* Try it *
Once you find the line containing "underlying conversion failure." in the data below, copy it and each following line exactly, up to and including the line containing "Failures converting a", and nothing else.

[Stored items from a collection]
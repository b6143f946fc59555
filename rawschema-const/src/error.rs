//! Error types for const decoding.

use thiserror::Error;

use crate::validate::ConstViolation;

/// Errors from decoding a const value in either format.
#[derive(Debug, Error)]
pub enum ConstError {
    /// The YAML node has no JSON equivalent.
    #[error("cannot unmarshal {tag} into {target}: {source}")]
    Convert {
        /// Short tag of the offending node (`!!map`, `!custom`, ...).
        tag: String,
        /// Type name of the container being decoded into.
        target: &'static str,
        /// The underlying conversion failure.
        #[source]
        source: ConvertError,
    },

    /// The decoded value is a rejected const shape.
    #[error(transparent)]
    Invalid(#[from] ConstViolation),

    /// The input bytes are not JSON at all.
    #[error(transparent)]
    Syntax(#[from] serde_json::Error),
}

/// Failures converting a YAML node tree into a JSON value.
#[derive(Debug, Clone, Error, PartialEq)]
pub enum ConvertError {
    /// Explicitly tagged nodes carry application semantics JSON cannot express.
    #[error("tagged value {tag} has no JSON equivalent")]
    Tagged {
        /// The tag as written in the document.
        tag: String,
    },

    /// Mapping keys must be scalars that can be written as a JSON string.
    #[error("mapping key {tag} cannot be used as a JSON object key")]
    NonStringKey {
        /// Short tag of the key node.
        tag: String,
    },

    /// Two mapping keys become the same JSON key, as `1` and `'1'` do.
    #[error("duplicate key {key:?} after converting mapping keys to strings")]
    DuplicateKey {
        /// The key as written in the JSON object.
        key: String,
    },

    /// `.inf`, `-.inf` and `.nan` are valid YAML floats but not JSON numbers.
    #[error("number {0} is not representable in JSON")]
    NonFinite(f64),
}

#[cfg(test)]
#[allow(clippy::unwrap_used, clippy::expect_used)]
mod tests {
    use super::*;

    #[test]
    fn test_convert_error_names_tag_and_target() {
        let err = ConstError::Convert {
            tag: "!custom".to_owned(),
            target: "ConstValue",
            source: ConvertError::Tagged {
                tag: "!custom".to_owned(),
            },
        };

        let msg = err.to_string();
        assert!(msg.starts_with("cannot unmarshal !custom into ConstValue"), "got: {msg}");
        assert!(msg.contains("has no JSON equivalent"), "got: {msg}");
        assert!(std::error::Error::source(&err).is_some());
    }

    #[test]
    fn test_violation_is_transparent() {
        let err = ConstError::from(ConstViolation::EmptyObject);
        assert_eq!(err.to_string(), "const cannot be an empty object");
    }

    #[test]
    fn test_syntax_error_is_unchanged() {
        let Err(parse_err) = serde_json::from_slice::<serde_json::Value>(b"{") else {
            panic!("expected a syntax error");
        };
        let expected = parse_err.to_string();

        let err = ConstError::from(parse_err);
        assert_eq!(err.to_string(), expected);
    }
}
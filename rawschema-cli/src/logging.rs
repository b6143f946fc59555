//! Stderr logging for the CLI.
//!
//! Reports are written to stdout, so every subscriber built here writes to
//! stderr only.

use anyhow::Context;
use clap::ValueEnum;
use tracing::level_filters::LevelFilter;
use tracing_subscriber::{EnvFilter, fmt, prelude::*};

#[derive(Copy, Clone, Debug, PartialEq, Eq, ValueEnum)]
pub enum LogFormat {
    Text,
    Json,
}

#[derive(Copy, Clone, Debug, PartialEq, Eq, ValueEnum)]
pub enum LogLevel {
    Error,
    Warn,
    Info,
    Debug,
    Trace,
}

impl From<LogLevel> for LevelFilter {
    fn from(level: LogLevel) -> Self {
        match level {
            LogLevel::Error => Self::ERROR,
            LogLevel::Warn => Self::WARN,
            LogLevel::Info => Self::INFO,
            LogLevel::Debug => Self::DEBUG,
            LogLevel::Trace => Self::TRACE,
        }
    }
}

/// Builds the filter: `RUST_LOG` directives when set, `level` otherwise.
fn env_filter(level: LogLevel) -> EnvFilter {
    EnvFilter::builder()
        .with_default_directive(LevelFilter::from(level).into())
        .from_env_lossy()
}

/// Installs the global stderr subscriber.
///
/// # Errors
///
/// Returns an error if a global subscriber is already installed.
pub fn init_logging(format: LogFormat, level: LogLevel) -> anyhow::Result<()> {
    let layer = fmt::layer()
        .with_writer(std::io::stderr)
        .with_ansi(false)
        .with_target(false);
    let registry = tracing_subscriber::registry().with(env_filter(level));

    match format {
        LogFormat::Text => registry.with(layer).try_init(),
        LogFormat::Json => registry.with(layer.json()).try_init(),
    }
    .context("failed to install the log subscriber")
}
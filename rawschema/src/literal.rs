use std::fmt;

use serde::ser::{Serialize, SerializeMap, SerializeSeq, Serializer};
use serde_json::Value;

/// A decoded JSON literal, as used by `const` and `enum`.
///
/// Integers that fit in `i64` are kept as [`Literal::Int`]; every other
/// number is a [`Literal::Float`]. Object members keep their source order.
#[derive(Debug, Clone, PartialEq)]
pub enum Literal {
    Null,
    Bool(bool),
    Int(i64),
    Float(f64),
    String(String),
    Array(Vec<Literal>),
    Object(Vec<(String, Literal)>),
}

impl Literal {
    #[must_use]
    pub fn is_null(&self) -> bool {
        matches!(self, Self::Null)
    }

    #[must_use]
    pub fn as_str(&self) -> Option<&str> {
        match self {
            Self::String(s) => Some(s),
            _ => None,
        }
    }

    /// Name of the JSON kind, for messages.
    #[must_use]
    pub fn kind(&self) -> &'static str {
        match self {
            Self::Null => "null",
            Self::Bool(_) => "boolean",
            Self::Int(_) => "integer",
            Self::Float(_) => "number",
            Self::String(_) => "string",
            Self::Array(_) => "array",
            Self::Object(_) => "object",
        }
    }

    /// Converts back into a generic JSON value.
    ///
    /// Non-finite floats cannot occur in parsed input and map to `null`.
    #[must_use]
    pub fn to_json(&self) -> Value {
        match self {
            Self::Null => Value::Null,
            Self::Bool(b) => Value::Bool(*b),
            Self::Int(i) => Value::from(*i),
            Self::Float(f) => serde_json::Number::from_f64(*f).map_or(Value::Null, Value::Number),
            Self::String(s) => Value::String(s.clone()),
            Self::Array(items) => Value::Array(items.iter().map(Self::to_json).collect()),
            Self::Object(members) => Value::Object(
                members
                    .iter()
                    .map(|(k, v)| (k.clone(), v.to_json()))
                    .collect(),
            ),
        }
    }
}

impl From<&Value> for Literal {
    fn from(value: &Value) -> Self {
        match value {
            Value::Null => Self::Null,
            Value::Bool(b) => Self::Bool(*b),
            Value::Number(n) => match n.as_i64() {
                Some(i) => Self::Int(i),
                None => Self::Float(n.as_f64().unwrap_or(f64::NAN)),
            },
            Value::String(s) => Self::String(s.clone()),
            Value::Array(items) => Self::Array(items.iter().map(Self::from).collect()),
            Value::Object(map) => Self::Object(
                map.iter()
                    .map(|(k, v)| (k.clone(), Self::from(v)))
                    .collect(),
            ),
        }
    }
}

impl From<&str> for Literal {
    fn from(s: &str) -> Self {
        Self::String(s.to_owned())
    }
}

impl From<i64> for Literal {
    fn from(i: i64) -> Self {
        Self::Int(i)
    }
}

impl From<bool> for Literal {
    fn from(b: bool) -> Self {
        Self::Bool(b)
    }
}

impl Serialize for Literal {
    fn serialize<S: Serializer>(&self, serializer: S) -> Result<S::Ok, S::Error> {
        match self {
            Self::Null => serializer.serialize_unit(),
            Self::Bool(b) => serializer.serialize_bool(*b),
            Self::Int(i) => serializer.serialize_i64(*i),
            Self::Float(f) => serializer.serialize_f64(*f),
            Self::String(s) => serializer.serialize_str(s),
            Self::Array(items) => {
                let mut seq = serializer.serialize_seq(Some(items.len()))?;
                for item in items {
                    seq.serialize_element(item)?;
                }
                seq.end()
            }
            Self::Object(members) => {
                let mut map = serializer.serialize_map(Some(members.len()))?;
                for (k, v) in members {
                    map.serialize_entry(k, v)?;
                }
                map.end()
            }
        }
    }
}

/// Renders compact JSON.
impl fmt::Display for Literal {
    fn fmt(&self, f: &mut fmt::Formatter<'_>) -> fmt::Result {
        write!(f, "{}", self.to_json())
    }
}
//! Conversion between the YAML node model and JSON values.
//!
//! YAML is read into a [`serde_yaml::Value`] tree and converted here before
//! any const rule runs, so JSON and YAML documents share one canonical form.
//! Mapping order is kept in both directions, which makes re-encoding the same
//! input produce the same node sequence every time.

use serde_json::Value as JsonValue;
use serde_yaml::{Mapping, Value as YamlValue};

use crate::error::ConvertError;

/// Converts a YAML node tree into a JSON value.
///
/// # Errors
///
/// Returns a [`ConvertError`] when the tree contains an explicitly tagged
/// node or a non-finite float, or when a mapping has a key that cannot be
/// written as a JSON string or that collides with another key once written.
pub fn yaml_to_json(node: &YamlValue) -> Result<JsonValue, ConvertError> {
    match node {
        YamlValue::Null => Ok(JsonValue::Null),
        YamlValue::Bool(b) => Ok(JsonValue::Bool(*b)),
        YamlValue::Number(n) => json_number(n).map(JsonValue::Number),
        YamlValue::String(s) => Ok(JsonValue::String(s.clone())),
        YamlValue::Sequence(seq) => seq
            .iter()
            .map(yaml_to_json)
            .collect::<Result<Vec<_>, _>>()
            .map(JsonValue::Array),
        YamlValue::Mapping(mapping) => {
            let mut obj = serde_json::Map::with_capacity(mapping.len());
            for (key, value) in mapping {
                let key = json_key(key)?;
                if obj.contains_key(&key) {
                    return Err(ConvertError::DuplicateKey { key });
                }
                obj.insert(key, yaml_to_json(value)?);
            }
            Ok(JsonValue::Object(obj))
        }
        YamlValue::Tagged(tagged) => Err(ConvertError::Tagged {
            tag: tagged.tag.to_string(),
        }),
    }
}

/// Converts a JSON value into a YAML node tree.
#[must_use]
pub fn json_to_yaml(value: &JsonValue) -> YamlValue {
    match value {
        JsonValue::Null => YamlValue::Null,
        JsonValue::Bool(b) => YamlValue::Bool(*b),
        JsonValue::Number(n) => YamlValue::Number(yaml_number(n)),
        JsonValue::String(s) => YamlValue::String(s.clone()),
        JsonValue::Array(items) => YamlValue::Sequence(items.iter().map(json_to_yaml).collect()),
        JsonValue::Object(obj) => {
            let mut mapping = Mapping::with_capacity(obj.len());
            for (key, value) in obj {
                mapping.insert(YamlValue::String(key.clone()), json_to_yaml(value));
            }
            YamlValue::Mapping(mapping)
        }
    }
}

/// Returns the YAML short tag describing a node (`!!str`, `!!map`, ...).
///
/// Explicitly tagged nodes report their own tag.
#[must_use]
pub fn short_tag(node: &YamlValue) -> String {
    let tag = match node {
        YamlValue::Null => "!!null",
        YamlValue::Bool(_) => "!!bool",
        YamlValue::Number(n) if n.is_f64() => "!!float",
        YamlValue::Number(_) => "!!int",
        YamlValue::String(_) => "!!str",
        YamlValue::Sequence(_) => "!!seq",
        YamlValue::Mapping(_) => "!!map",
        YamlValue::Tagged(tagged) => return tagged.tag.to_string(),
    };
    tag.to_owned()
}

fn json_number(n: &serde_yaml::Number) -> Result<serde_json::Number, ConvertError> {
    if let Some(i) = n.as_i64() {
        return Ok(i.into());
    }
    if let Some(u) = n.as_u64() {
        return Ok(u.into());
    }
    let f = n.as_f64().unwrap_or(f64::NAN);
    serde_json::Number::from_f64(f).ok_or(ConvertError::NonFinite(f))
}

fn yaml_number(n: &serde_json::Number) -> serde_yaml::Number {
    if let Some(i) = n.as_i64() {
        i.into()
    } else if let Some(u) = n.as_u64() {
        u.into()
    } else {
        // Always Some without the arbitrary_precision feature.
        n.as_f64().unwrap_or_default().into()
    }
}

fn json_key(key: &YamlValue) -> Result<String, ConvertError> {
    match key {
        YamlValue::String(s) => Ok(s.clone()),
        YamlValue::Bool(b) => Ok(b.to_string()),
        YamlValue::Number(n) => Ok(n.to_string()),
        other => Err(ConvertError::NonStringKey {
            tag: short_tag(other),
        }),
    }
}
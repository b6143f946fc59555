// These Clippy lints are disabled because this is a CLI binary, not a library:
// - print_stdout/print_stderr: CLI tools are expected to print to stdout/stderr for user output.
// - exit: Calling `std::process::exit()` is standard for CLI apps to signal failure to the shell.
#![allow(clippy::print_stdout, clippy::print_stderr, clippy::exit)]

mod cli;
mod discover;
mod logging;
mod output;

fn main() {
    if let Err(e) = cli::run() {
        eprintln!("Error: {e}");
        std::process::exit(1);
    }
}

* Response area *
        /// The underlying conversion failure.
        #[source]
        source: ConvertError,
    },

    /// The decoded value is a rejected const shape.
    #[error(transparent)]
    Invalid(#[from] ConstViolation),

    /// The input bytes are not JSON at all.
    #[error(transparent)]
    Syntax(#[from] serde_json::Error),
}

/// Failures converting a YAML node tree into a JSON value.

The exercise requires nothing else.